Re: [w3ctag/design-reviews] Prompt API (Issue #1093) from Marcos Cáceres on 2025-08-26 (public-webapps-github@w3.org from August 2025)

From: Marcos Cáceres <notifications@github.com>
Date: Mon, 25 Aug 2025 20:18:20 -0700
To: w3ctag/design-reviews <design-reviews@noreply.github.com>
Cc: Subscribed <subscribed@noreply.github.com>
Message-ID: <w3ctag/design-reviews/issues/1093/3222435561@github.com>
marcoscaceres left a comment (w3ctag/design-reviews#1093)

Hi Domenic,
The TAG acknowledges the interest from implementers and developers in enabling web applications to integrate with generative models through prompting. However, we have significant concerns about the current level of specification detail and its implications for interoperability, security, and long-term sustainability of the platform. We believe the following concerns apply equally to the Writing Assistance APIs, which share many of the same underlying assumptions/models.

Despite what is mandated in the explainer, we have a concern that local models won't meet user and developer and result expectations, and could be severely limited on low-end devices. This problem could get worse over time, as users/developers become increasingly accustomed to crafting extremely complex prompts by today's standards. And if it's just too presumptuous to assume local models will stay "local", given the trend towards hybrid models that send off complicated prompts to servers (even in a privacy preserving way). As noted in the explainer:

> “We do not intend to provide guarantees of language model quality, stability, or interoperability between browsers. ... These are left as quality-of-implementation issues.”  
> — [Explainer: Goals](https://github.com/webmachinelearning/prompt-api/blob/main/README.md#goals)

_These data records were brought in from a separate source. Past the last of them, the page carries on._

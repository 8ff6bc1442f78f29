//! Scheduling and averaging of correlation samples.
//!
//! Samples are taken on the last `sample_size` ticks of every `interval`-tick
//! window, evaluated in the background, and averaged element-wise once
//! `sample_size` results have come back. Results from different snapshots
//! are never checked for staleness.

use crate::config::CorrelationConfig;
use crate::correlation::{CorrelationHandle, CorrelationRequest, CorrelationTask};
use flocksim_data::{Species, SpeciesSnapshot};
use serde::{Deserialize, Serialize};

/// Averaged correlation function over one sampling window.
#[derive(Debug, Clone, PartialEq, Serialize, Deserialize)]
pub struct CorrelationProfile {
    /// Tick at which the averaged profile was completed.
    pub tick: u64,
    pub species: Species,
    pub radii: Vec<f64>,
    pub values: Vec<f64>,
    pub samples: usize,
}

pub struct CorrelationSampler {
    config: CorrelationConfig,
    canvas_size: f64,
    pending: Vec<CorrelationHandle>,
    accumulated: Vec<Vec<f64>>,
    dropped: usize,
}

impl CorrelationSampler {
    #[must_use]
    pub fn new(config: CorrelationConfig, canvas_size: f64) -> Self {
        Self {
            config,
            canvas_size,
            pending: Vec::new(),
            accumulated: Vec::new(),
            dropped: 0,
        }
    }

    #[must_use]
    pub fn request(&self) -> CorrelationRequest {
        CorrelationRequest {
            resolution: self.config.resolution,
            crop: self.config.crop,
        }
    }

    #[must_use]
    pub fn target(&self) -> Species {
        self.config.target
    }

    /// Whether `tick` falls in the sampling tail of its window.
    #[must_use]
    pub fn should_sample(&self, tick: u64) -> bool {
        self.config.enabled
            && tick % self.config.interval >= self.config.interval - self.config.sample_size as u64
    }

    /// Starts a background evaluation of `snapshot`.
    pub fn submit(&mut self, snapshot: SpeciesSnapshot) {
        self.pending
            .push(CorrelationTask::spawn(snapshot, self.request()));
    }

    #[must_use]
    pub fn pending(&self) -> usize {
        self.pending.len()
    }

    #[must_use]
    pub fn accumulated(&self) -> usize {
        self.accumulated.len()
    }

    /// Samples discarded because their snapshot was degenerate.
    #[must_use]
    pub fn dropped(&self) -> usize {
        self.dropped
    }

    /// Fraction of the current buffer that is filled, in `[0, 1]`.
    #[must_use]
    pub fn progress(&self) -> f64 {
        (self.accumulated.len() as f64 / self.config.sample_size as f64).min(1.0)
    }

    /// Collects finished tasks without blocking and returns a profile when the
    /// buffer is full.
    pub fn poll(&mut self, tick: u64) -> Option<CorrelationProfile> {
        let mut still_pending = Vec::with_capacity(self.pending.len());
        for handle in self.pending.drain(..) {
            match handle.try_result() {
                None => still_pending.push(handle),
                Some(Ok(values)) => self.accumulated.push(values),
                Some(Err(e)) => {
                    self.dropped += 1;
                    tracing::warn!(sample_tick = handle.tick(), error = %e, "Correlation sample dropped");
                }
            }
        }
        self.pending = still_pending;
        self.try_complete(tick)
    }

    /// Blocks on every pending task, then behaves like [`CorrelationSampler::poll`].
    pub fn drain(&mut self, tick: u64) -> Option<CorrelationProfile> {
        for handle in std::mem::take(&mut self.pending) {
            let sample_tick = handle.tick();
            match handle.wait() {
                Ok(values) => self.accumulated.push(values),
                Err(e) => {
                    self.dropped += 1;
                    tracing::warn!(sample_tick, error = %e, "Correlation sample dropped");
                }
            }
        }
        self.try_complete(tick)
    }

    fn try_complete(&mut self, tick: u64) -> Option<CorrelationProfile> {
        if self.accumulated.len() < self.config.sample_size {
            return None;
        }
        let samples = std::mem::take(&mut self.accumulated);
        let values = average(&samples);
        let profile = CorrelationProfile {
            tick,
            species: self.config.target,
            radii: self.request().radii(self.canvas_size),
            values,
            samples: samples.len(),
        };
        tracing::info!(
            tick,
            species = %profile.species,
            samples = profile.samples,
            "Correlation profile averaged"
        );
        Some(profile)
    }
}

/// Element-wise mean of equally long sample vectors.
#[must_use]
pub fn average(samples: &[Vec<f64>]) -> Vec<f64> {
    let Some(first) = samples.first() else {
        return Vec::new();
    };
    let mut sum = vec![0.0; first.len()];
    for sample in samples {
        for (acc, v) in sum.iter_mut().zip(sample) {
            *acc += v;
        }
    }
    let n = samples.len() as f64;
    sum.into_iter().map(|s| s / n).collect()
}
use crate::{MigrateError, Result};
use std::str::FromStr;

/// Binary (base-1024) size units.
#[derive(Debug, Clone, Copy, PartialEq, Eq)]
pub enum Unit {
    Kibi,
    Mebi,
    Gibi,
    Tebi,
    Pebi,
    Exbi,
}

impl Unit {
    fn exponent(self) -> i32 {
        match self {
            Unit::Kibi => 1,
            Unit::Mebi => 2,
            Unit::Gibi => 3,
            Unit::Tebi => 4,
            Unit::Pebi => 5,
            Unit::Exbi => 6,
        }
    }
}

impl FromStr for Unit {
    type Err = MigrateError;

    fn from_str(s: &str) -> Result<Self> {
        match s {
            "k" => Ok(Unit::Kibi),
            "m" => Ok(Unit::Mebi),
            "g" => Ok(Unit::Gibi),
            "t" => Ok(Unit::Tebi),
            "p" => Ok(Unit::Pebi),
            "e" => Ok(Unit::Exbi),
            other => Err(MigrateError::InvalidArgument(format!(
                "unknown size unit '{}' (expected one of k, m, g, t, p, e)",
                other
            ))),
        }
    }
}

pub fn bytes_to(bytes: u64, unit: Unit) -> f64 {
    bytes as f64 / 1024f64.powi(unit.exponent())
}

/// Convert a byte count to the unit named by a single letter (`k` ... `e`).
pub fn convert(bytes: u64, unit: &str) -> Result<f64> {
    Ok(bytes_to(bytes, unit.parse()?))
}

This is a notable departure on the web platform, where developers expect baseline interoperable behavior across user agents. At present, the API lacks a minimal interoperable model contract, has no reliable capability detection or quality signals, and makes assumptions (such as on-device execution or reliable structured output) that cannot be guaranteed across implementations. And given that models do computational work, there's a real threat of distributed computation abuse by exploiting this local computational resource at scale at the cost of users (i.e., answering other people's prompts on a user's device without the user knowing). 

We believe further work is needed, particularly in defining testable guarantees, privacy, security, and data governance requirements, and an architectural fit with other emerging platform capabilities, before something like this should become part of the Web platform.

Detailed concerns:

### 1. Interoperability & Testability
- **No shared baseline**: As acknowledged in the explainer, the API does not guarantee any consistent model behavior or quality across browsers. This undermines interoperability and prevents developers from writing portable, testable code.
- **Opaque model selection**: There is no defined way for developers to know what model is in use, making debugging and conformance testing infeasible and errors often impossible to reproduce.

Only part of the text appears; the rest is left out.